Timberwolves reporter: I ‘just don’t see’ how the Suns have a good enough package to get Kevin Love
Jun 20, 2014, 11:23 PM | Updated: 11:25 pm
“Starting at forward for the Phoenix Suns, 6-foot-9 from UCLA, Kevin Loooooove…”
Admit it, you’ve envisioned what it would look like with Love in the spotlight at US Airways Center, wearing the orange and black while public address announcer Kip Helt belts out the above intro.
The consensus is, that scenario will probably come no closer to fruition than the first two paragraphs written here.
Less than a week before the NBA Draft, it appears that the Golden State Warriors are the frontrunners to land the disgruntled Minnesota Timberwolves power forward. How’d they get to the top of the list? By reportedly including 6-foot-7 shooting guard Klay Thompson in a possible deal for the three-time All-Star.
So where does that leave the Suns and general manager Ryan McDonough, who is likely still trying to craft a deal to bring Love to the desert?

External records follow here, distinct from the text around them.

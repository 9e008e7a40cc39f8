//! Robust homography fitting.

use log::debug;
use nalgebra::Point2;
use planar_ar_core::{
    estimate_homography, homography_from_4pt, ransac, Estimator, Homography, RansacOptions,
};
use serde::{Deserialize, Serialize};

#[cfg(feature = "tracing")]
use tracing::instrument;

/// A fitted homography with one inlier flag per input pair.
#[derive(Clone, Debug, PartialEq)]
pub struct HomographyFit {
    /// Maps `src` points onto `dst` points.
    pub homography: Homography,
    pub inliers: Vec<bool>,
}

impl HomographyFit {
    pub fn inlier_count(&self) -> usize {
        self.inliers.iter().filter(|&&b| b).count()
    }
}

/// Outlier-tolerant homography fitting from index-paired points.
pub trait RobustHomographyEstimator: Send + Sync {
    /// Fewest pairs `estimate` will attempt a fit with.
    fn min_points(&self) -> usize;

    /// Fit `dst ~ H * src`. `None` when there are too few pairs, the lengths
    /// differ, or no model gathers enough support.
    fn estimate(&self, src: &[Point2<f32>], dst: &[Point2<f32>]) -> Option<HomographyFit>;
}

#[derive(Clone, Debug, PartialEq, Serialize, Deserialize)]
#[serde(default)]
pub struct RansacParams {
    /// Inlier threshold on forward reprojection error, in pixels.
    pub reproj_threshold: f64,
    /// Refuse to fit below this many pairs.
    pub min_points: usize,
    /// The best model must explain strictly more than this fraction of
    /// pairs.
    pub min_inlier_ratio: f64,
    pub max_iters: usize,
    pub confidence: f64,
    pub seed: u64,
}

impl Default for RansacParams {
    fn default() -> Self {
        Self {
            reproj_threshold: 3.0,
            min_points: 8,
            min_inlier_ratio: 0.5,
            max_iters: 2000,
            confidence: 0.995,
            seed: 0x5eed_ca11,
        }
    }
}

type Pair = (Point2<f32>, Point2<f32>);

// Twice the triangle area below which three sample points count as collinear.
const MIN_AREA2: f32 = 1.0;

fn collinear(a: Point2<f32>, b: Point2<f32>, c: Point2<f32>) -> bool {
    let ab = b - a;
    let ac = c - a;
    (ab.x * ac.y - ab.y * ac.x).abs() < MIN_AREA2
}

fn any_three_collinear(pts: &[Point2<f32>; 4]) -> bool {
    const TRIPLES: [[usize; 3]; 4] = [[0, 1, 2], [0, 1, 3], [0, 2, 3], [1, 2, 3]];
    TRIPLES
        .iter()
        .any(|&[i, j, k]| collinear(pts[i], pts[j], pts[k]))
}

struct HomographyModel;

impl Estimator for HomographyModel {
    type Datum = Pair;
    type Model = Homography;

    const MIN_SAMPLES: usize = 4;

    fn fit(data: &[Pair], sample: &[usize]) -> Option<Homography> {
        let src: [Point2<f32>; 4] = std::array::from_fn(|k| data[sample[k]].0);
        let dst: [Point2<f32>; 4] = std::array::from_fn(|k| data[sample[k]].1);
        homography_from_4pt(&src, &dst)
    }

    fn residual(h: &Homography, (src, dst): &Pair) -> f64 {
        let p = h.apply_f64(Point2::new(src.x as f64, src.y as f64));
        let r = (p.x - dst.x as f64).hypot(p.y - dst.y as f64);
        if r.is_finite() {
            r
        } else {
            f64::INFINITY
        }
    }

    fn is_degenerate(data: &[Pair], sample: &[usize]) -> bool {
        let src: [Point2<f32>; 4] = std::array::from_fn(|k| data[sample[k]].0);
        let dst: [Point2<f32>; 4] = std::array::from_fn(|k| data[sample[k]].1);
        any_three_collinear(&src) || any_three_collinear(&dst)
    }

    fn refit(data: &[Pair], inliers: &[usize]) -> Option<Homography> {
        let src: Vec<Point2<f32>> = inliers.iter().map(|&i| data[i].0).collect();
        let dst: Vec<Point2<f32>> = inliers.iter().map(|&i| data[i].1).collect();
        estimate_homography(&src, &dst)
    }
}

/// Seeded RANSAC over exact 4-point fits, refit by normalised DLT on the
/// consensus set.
#[derive(Clone, Debug, Default)]
pub struct RansacHomographyEstimator {
    params: RansacParams,
}

impl RansacHomographyEstimator {
    pub fn new(params: RansacParams) -> Self {
        Self { params }
    }

    pub fn params(&self) -> &RansacParams {
        &self.params
    }
}

impl RobustHomographyEstimator for RansacHomographyEstimator {
    fn min_points(&self) -> usize {
        self.params.min_points.max(HomographyModel::MIN_SAMPLES)
    }

    #[cfg_attr(
        feature = "tracing",
        instrument(level = "debug", skip(self, src, dst), fields(pairs = src.len()))
    )]
    fn estimate(&self, src: &[Point2<f32>], dst: &[Point2<f32>]) -> Option<HomographyFit> {
        if src.len() != dst.len() || src.len() < self.min_points() {
            debug!(
                "ransac: refusing {} / {} pairs (need {})",
                src.len(),
                dst.len(),
                self.min_points()
            );
            return None;
        }

        let n = src.len();
        let required = ((self.params.min_inlier_ratio * n as f64).floor() as usize + 1)
            .max(HomographyModel::MIN_SAMPLES);
        let data: Vec<Pair> = src.iter().copied().zip(dst.iter().copied()).collect();
        let opts = RansacOptions {
            max_iters: self.params.max_iters,
            thresh: self.params.reproj_threshold,
            min_inliers: required,
            confidence: self.params.confidence,
            seed: self.params.seed,
            refit_on_inliers: true,
        };

        let res = ransac::<HomographyModel>(&data, &opts);
        let homography = match res.model {
            Some(h) if res.success => h,
            _ => {
                debug!("ransac: no consensus of {required}/{n} after {} iters", res.iters);
                return None;
            }
        };

        let mut inliers = vec![false; n];
        for &i in &res.inliers {
            inliers[i] = true;
        }
        debug!(
            "ransac: {}/{} inliers, rms {:.3}px, {} iters",
            res.inliers.len(),
            n,
            res.inlier_rms,
            res.iters
        );
        Some(HomographyFit {
            homography,
            inliers,
        })
    }
}

#[cfg(test)]
mod tests {
    use super::*;

    fn truth() -> Homography {
        Homography::from_array([
            [0.9, -0.12, 40.0],
            [0.1, 1.05, 25.0],
            [1e-4, -5e-5, 1.0],
        ])
    }

    fn grid(n: usize) -> Vec<Point2<f32>> {
        (0..n)
            .map(|i| Point2::new((i % 6) as f32 * 37.0 + 5.0, (i / 6) as f32 * 29.0 + 3.0))
            .collect()
    }

    #[test]
    fn refuses_seven_pairs() {
        let src = grid(7);
        let dst: Vec<_> = src.iter().map(|&p| truth().apply(p)).collect();
        let est = RansacHomographyEstimator::default();
        assert!(est.estimate(&src, &dst).is_none());
    }

    #[test]
    fn refuses_mismatched_lengths() {
        let src = grid(12);
        let dst = grid(11);
        assert!(RansacHomographyEstimator::default()
            .estimate(&src, &dst)
            .is_none());
    }

    #[test]
    fn recovers_homography_and_flags_outliers() {
        let src = grid(30);
        let mut dst: Vec<_> = src.iter().map(|&p| truth().apply(p)).collect();
        let outliers = [2usize, 9, 17, 23, 28];
        for (k, &i) in outliers.iter().enumerate() {
            dst[i].x += 40.0 + 13.0 * k as f32;
            dst[i].y -= 25.0 + 7.0 * k as f32;
        }

        let fit = RansacHomographyEstimator::default()
            .estimate(&src, &dst)
            .expect("fit");
        for (i, &inlier) in fit.inliers.iter().enumerate() {
            assert_eq!(inlier, !outliers.contains(&i), "pair {i}");
        }
        assert_eq!(fit.inlier_count(), 25);
        for &p in &src {
            let a = fit.homography.apply(p);
            let b = truth().apply(p);
            assert!((a - b).norm() < 1e-2, "{a:?} vs {b:?}");
        }
    }

    #[test]
    fn fails_without_majority_support() {
        let src = grid(20);
        let mut dst: Vec<_> = src.iter().map(|&p| truth().apply(p)).collect();
        // Scramble 11 of 20 targets, leaving 9 well-spread inliers.
        for i in (0..20).filter(|i| i % 2 == 0 || *i == 1) {
            dst[i] = Point2::new(500.0 - 31.0 * i as f32, 17.0 * (i * i % 11) as f32);
        }
        assert!(RansacHomographyEstimator::default()
            .estimate(&src, &dst)
            .is_none());

        let lenient = RansacHomographyEstimator::new(RansacParams {
            min_inlier_ratio: 0.3,
            ..RansacParams::default()
        });
        let fit = lenient.estimate(&src, &dst).expect("fit");
        assert!(fit.inlier_count() >= 8);
    }

    #[test]
    fn exactly_half_support_is_not_a_majority() {
        let src = grid(20);
        let mut dst: Vec<_> = src.iter().map(|&p| truth().apply(p)).collect();
        for i in (0..20).step_by(2) {
            dst[i] = Point2::new(500.0 - 31.0 * i as f32, 17.0 * (i * i % 11) as f32);
        }
        assert!(RansacHomographyEstimator::default()
            .estimate(&src, &dst)
            .is_none());

        // One more correct pair tips it over.
        dst[0] = truth().apply(src[0]);
        let fit = RansacHomographyEstimator::default()
            .estimate(&src, &dst)
            .expect("fit");
        assert_eq!(fit.inlier_count(), 11);
    }

    #[test]
    fn collinear_input_is_rejected() {
        let src: Vec<_> = (0..10).map(|i| Point2::new(i as f32 * 10.0, 5.0)).collect();
        let dst: Vec<_> = (0..10).map(|i| Point2::new(i as f32 * 10.0, 9.0)).collect();
        assert!(RansacHomographyEstimator::default()
            .estimate(&src, &dst)
            .is_none());
    }

    #[test]
    fn same_seed_same_fit() {
        let src = grid(24);
        let mut dst: Vec<_> = src.iter().map(|&p| truth().apply(p)).collect();
        dst[3].x += 50.0;
        dst[11].y += 80.0;
        let est = RansacHomographyEstimator::default();
        let a = est.estimate(&src, &dst).expect("a");
        let b = est.estimate(&src, &dst).expect("b");
        assert_eq!(a, b);
    }
}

According to Minneapolis Star Tribune scribe Jerry Zgoda, it leaves the Suns unable to engineer an offer that makes sense for Minnesota to accept.
“You keep hearing (Eric) Bledsoe, (Goran) Dragic — possibly both, which makes no sense to me — and you’d have the same issues with them as you’d have with (Thompson), you know, (they’re) going to need to get paid and you hear rumblings that he wants a max deal or he’s going to get $12 million or $13 million,” Zgoda told Burns and Gambo Friday on Arizona Sports 98.7 FM. “Bledsoe’s in the same situation. And then Dragic has one year left and he’ll need to get paid after that.
“OK, you’ve got those guys, but then you’ve also got Ricky Rubio here. They’re obviously better, but do you try to play them together, do you give up on Rubio and try to make some other trade?”
McDonough is armed with other tradable assets, like Markieff and Marcus Morris, but Zgoda pokes a hole in that possibility, was well.
“Is it possible to physically split up the Morris twins?” he asked.
The Suns do have something that most potential trade partners can’t offer Minnesota — oodles of future first-round draft picks. In fact, Phoenix owns six over the next two years, but Zgoda doesn’t know how much value those have to the Timberwolves.
“Whatever the draft picks that the Suns have compiled, I’m not sure how big of an attraction those are,” he said. “I mean, I think they’re on the list, but I think they’re like the Celtics, who are down there.”
In other words, Zgoda believes the Suns fall into the ‘longshot’ category of teams trying to trade for Love.
“I look at it and I just don’t see where the package competes with Golden State,” he said.